INTRODUCTION: With the current consensus approach, the definition of non-alcoholic fatty liver disease has been changed to “fatty liver disease associated with metabolic dysfunction” (MAFLD). This study aimed to investigate the company of MAFLD in isolated AntiHBC Ig G positive hepatitis B patients who need immunosuppressive therapy for various reasons.
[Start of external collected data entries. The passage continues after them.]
//! Currency-scaled rounding and dated currency conversion.
//!
//! Amounts are rounded half-up (midpoint away from zero) to the number of
//! decimal places of their currency. Ratios between amounts are kept at the
//! computation scaling.

use std::collections::HashMap;

use chrono::NaiveDate;
use rust_decimal::{Decimal, RoundingStrategy};
use serde::{Deserialize, Serialize};
use tracing::debug;

use crate::config::COMPUTATION_SCALING;
use crate::error::AccountError;
use crate::types::{Currency, Money, Rate};
use crate::AccountResult;

// ---------------------------------------------------------------------------
// Scaling
// ---------------------------------------------------------------------------

/// Per-currency rounding rules.
#[derive(Debug, Clone)]
pub struct CurrencyScale {
    computation_scaling: u32,
    overrides: HashMap<Currency, u32>,
}

impl Default for CurrencyScale {
    fn default() -> Self {
        Self::with_computation_scaling(COMPUTATION_SCALING)
    }
}

impl CurrencyScale {
    pub fn with_computation_scaling(computation_scaling: u32) -> Self {
        CurrencyScale {
            computation_scaling,
            overrides: HashMap::new(),
        }
    }

    pub fn with_scale(mut self, currency: Currency, places: u32) -> Self {
        self.overrides.insert(currency, places);
        self
    }

    pub fn places(&self, currency: &Currency) -> u32 {
        self.overrides
            .get(currency)
            .copied()
            .unwrap_or_else(|| currency.default_scale())
    }

    /// Round `amount` half-up to the decimal places of `currency`.
    pub fn scaled(&self, amount: Money, currency: &Currency) -> Money {
        round_half_up(amount, self.places(currency))
    }

    /// `numerator / denominator` rounded half-up at the computation scaling.
    pub fn ratio(&self, numerator: Decimal, denominator: Decimal, context: &str) -> AccountResult<Rate> {
        if denominator.is_zero() {
            return Err(AccountError::DivisionByZero {
                context: context.to_string(),
            });
        }
        let quotient = numerator
            .checked_div(denominator)
            .ok_or_else(|| AccountError::DivisionByZero {
                context: context.to_string(),
            })?;
        Ok(round_half_up(quotient, self.computation_scaling))
    }
}

pub(crate) fn round_half_up(value: Decimal, places: u32) -> Decimal {
    value.round_dp_with_strategy(places, RoundingStrategy::MidpointAwayFromZero)
}

// ---------------------------------------------------------------------------
// Conversion
// ---------------------------------------------------------------------------

/// Converts an amount between currencies as of a date.
pub trait CurrencyConverter {
    fn convert(
        &self,
        from: &Currency,
        to: &Currency,
        amount: Money,
        date: NaiveDate,
    ) -> AccountResult<Money>;
}

/// One quoted rate: 1 `from` = `rate` `to`, valid from `date`.
#[derive(Debug, Clone, Serialize, Deserialize)]
pub struct ExchangeRate {
    pub from: Currency,
    pub to: Currency,
    pub rate: Rate,
    pub date: NaiveDate,
}

/// In-memory table of dated exchange rates.
#[derive(Debug, Clone, Default, Serialize, Deserialize)]
pub struct RateTable {
    rates: Vec<ExchangeRate>,
}

impl RateTable {
    pub fn new(rates: Vec<ExchangeRate>) -> AccountResult<Self> {
        for r in &rates {
            if r.rate <= Decimal::ZERO {
                return Err(AccountError::invalid(
                    "exchange_rates.rate",
                    format!("Rate {}→{} on {} must be positive", r.from, r.to, r.date),
                ));
            }
        }
        Ok(RateTable { rates })
    }

    /// Latest quote for the pair dated on or before `date`.
    fn latest(&self, from: &Currency, to: &Currency, date: NaiveDate) -> Option<&ExchangeRate> {
        self.rates
            .iter()
            .filter(|r| &r.from == from && &r.to == to && r.date <= date)
            .max_by_key(|r| r.date)
    }
}

impl CurrencyConverter for RateTable {
    fn convert(
        &self,
        from: &Currency,
        to: &Currency,
        amount: Money,
        date: NaiveDate,
    ) -> AccountResult<Money> {
        if from == to || amount.is_zero() {
            return Ok(amount);
        }
        if let Some(quote) = self.latest(from, to, date) {
            debug!(%from, %to, rate = %quote.rate, quoted_on = %quote.date, "direct rate");
            return Ok(amount * quote.rate);
        }
        if let Some(quote) = self.latest(to, from, date) {
            debug!(%from, %to, rate = %quote.rate, quoted_on = %quote.date, "inverse rate");
            return Ok(amount / quote.rate);
        }
        Err(AccountError::CurrencyConversion {
            from: from.clone(),
            to: to.clone(),
            date,
        })
    }
}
METHODS: The presence of MAFLD was prospectively investigated before starting treatment in 150 patients with isolated AntiHBC IgG positivity who needed immunosuppressive therapy for a reason such as a rheumatological disease or tumor. All patients were scanned with Fibroscan M530 before immunosuppressive therapy and CAP value was determined. Simultaneously, blood lipid level, HOMA score, fasting insulin and fasting blood glucose were measured.
RESULTS: Oral antiviral therapy was started in all patients who needed immunosuppressive therapy and had isolated AntiHBc IgG positivity. CAP was measured with fibroscan M530 in all patients included in this study.This situation is accepted as F: 0-1 according to metavir. The patients' average CAP value was 235.2 dB/m with the exact measurement. In this case, although the mean value was <248 dB/m, MAFLD was detected in 28.1% of the cases.
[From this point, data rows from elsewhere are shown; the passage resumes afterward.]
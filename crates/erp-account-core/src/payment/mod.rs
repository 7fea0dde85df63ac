//! Invoice payment allocation across invoice terms.

pub mod allocation;
pub mod discount;
pub mod model;
pub mod request;

pub use allocation::{AllocationMode, PaymentAllocator};
pub use discount::{FinancialDiscountCalculator, StandardFinancialDiscount};
pub use model::{
    FunctionalOrigin, Invoice, InvoicePayment, InvoiceTerm, InvoiceTermPayment,
    PayVoucherElementToPay, PaymentVoucher, Reconcile,
};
DISCUSSION AND CONCLUSION: In this study, MAFLD was found in 28.1% of patients with low liver fibrosis but isolated AntiHBc IgG positivity requiring immunosuppressive treatment and to be started oral antiviral to prevent HBV reactivation.
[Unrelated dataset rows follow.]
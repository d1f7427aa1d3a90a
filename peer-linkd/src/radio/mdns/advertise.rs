use std::collections::HashMap;
use mdns_sd::{ServiceDaemon, ServiceInfo};
use anyhow::{Context, Result};
use shared::protocol::{PRESENCE_SERVICE_TYPE, TXT_ADDRESS, TXT_DEVICE_TYPE, TXT_INTENT, TXT_LISTEN_PORT, TXT_PEER};
use shared::types::{Device, ServiceRecord};

/// "_presence._tcp" -> "_presence._tcp.local."
pub fn qualified_type(service_type: &str) -> String {
    let trimmed = service_type.trim_end_matches('.');
    if trimmed.ends_with(".local") {
        format!("{}.", trimmed)
    } else {
        format!("{}.local.", trimmed)
    }
}

/// Publish this node so other nodes see it as a peer
pub fn register_presence(
    daemon: &ServiceDaemon,
    local: &Device,
    group_owner_intent: u8,
    hostname: &str,
) -> Result<ServiceInfo> {
    let mut txt_records = HashMap::from([
        (TXT_ADDRESS.to_string(), local.address.to_string()),
        (TXT_INTENT.to_string(), group_owner_intent.to_string()),
    ]);
    if let Some(primary_type) = &local.primary_type {
        txt_records.insert(TXT_DEVICE_TYPE.to_string(), primary_type.clone());
    }

    let service_info = ServiceInfo::new(
        PRESENCE_SERVICE_TYPE,
        &local.name,
        &format!("{}.local.", hostname),
        "",
        0,
        txt_records,
    )
    .context("Failed to create presence ServiceInfo")?
    .enable_addr_auto();

    daemon
        .register(service_info.clone())
        .context("Failed to register presence record")?;

    tracing::info!("Registered presence of {} as {}", local.address, local.name);

    Ok(service_info)
}

/// Publish a local service record, stamped with this device's address
pub fn register_service(
    daemon: &ServiceDaemon,
    record: &ServiceRecord,
    local: &Device,
    hostname: &str,
) -> Result<ServiceInfo> {
    let port = record
        .attributes
        .get(TXT_LISTEN_PORT)
        .and_then(|p| p.parse::<u16>().ok())
        .unwrap_or(0);

    let mut txt_records = record.attributes.clone();
    txt_records.insert(TXT_PEER.to_string(), local.address.to_string());

    let service_type = qualified_type(&record.service_type);
    let service_info = ServiceInfo::new(
        &service_type,
        &record.instance_name,
        &format!("{}.local.", hostname),
        "",
        port,
        txt_records,
    )
    .context("Failed to create ServiceInfo")?
    .enable_addr_auto();

    daemon
        .register(service_info.clone())
        .context("Failed to register mDNS service")?;

    tracing::info!(
        "Registered {} as {} on port {}",
        service_type,
        record.instance_name,
        port
    );

    Ok(service_info)
}

pub fn unregister(daemon: &ServiceDaemon, service_info: &ServiceInfo) -> Result<()> {
    daemon
        .unregister(service_info.get_fullname())
        .context("Failed to unregister mDNS service")?;

    tracing::info!("Unregistered {}", service_info.get_fullname());
    Ok(())
}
GİRİŞ ve AMAÇ: Güncel konsensüs yaklaşımı ile alkol dışı yağlı karaciğer hastalığı tanımı, “metabolik işlev bozukluğu ile ilişkili yağlı karaciğer hastalığı” (MAFLD) olarak değiştirilmiştir.Bu çalışmada çeşitli nedenlerden dolayı immunsupressif tedavi gereksinimi olan izole AntiHBC Ig G pozitif hepatit B hastalarında MAFLD varlığının araştırılması amaçlandı.
YÖNTEM ve GEREÇLER: Izole AntiHBC Ig G pozitifliği olan ve romatolojik bir hastalık veya tümör gibi bir nedenden dolayı immünsüpressif tedavi gereksinimi olan 150 hastada tedaviye başlamadan önce MAFLD varlığının prospektif olarak araştırıldı. Tüm hastalar immünsupressif tedavi öncesinde Fibroscan M530 ile taranarak CAP değeri saptanmıştır. Eş zamanlı olarak kan lipid düzeyi, HOMA skoru, açlık insülin ve açlık kan şekerine bakıldı.
BULGULAR: İmmunsupressif tedavi gereksinimi olan ve izole AntiHBc IgG pozitiliği olan bu hastaların tamamına oral antiviral tedavi başlandı. Bu çalışmaya dahil edilen tüm hastalara fibroscan M530 ile CAP ölçümü yapıldı. Fibroscan ile yapılan incelemede fibrozis: 6,05 kPa olarak değerlendirildi. Aynı şekilde yapılan ölçümle hastalarda CAP değeri ortalaması 235,2 dB/m olarak ölçüldü. Bu durumda ortalama değeri olarak <248 dB/m altında olmasına karşın vakaların %28,1’inde MAFLD saptandı.
TARTIŞMA ve SONUÇ: Bu çalışmada karaciğer fibrozisi düşük ancak immunsupressif tedavi gereksinimli izole AntiHBc IgG pozitifliği olan ve HBV reaktivasyonunu engellemek için oral antiviral başlanacak hastaların %28,1’inde MAFLD varlığı görüldü.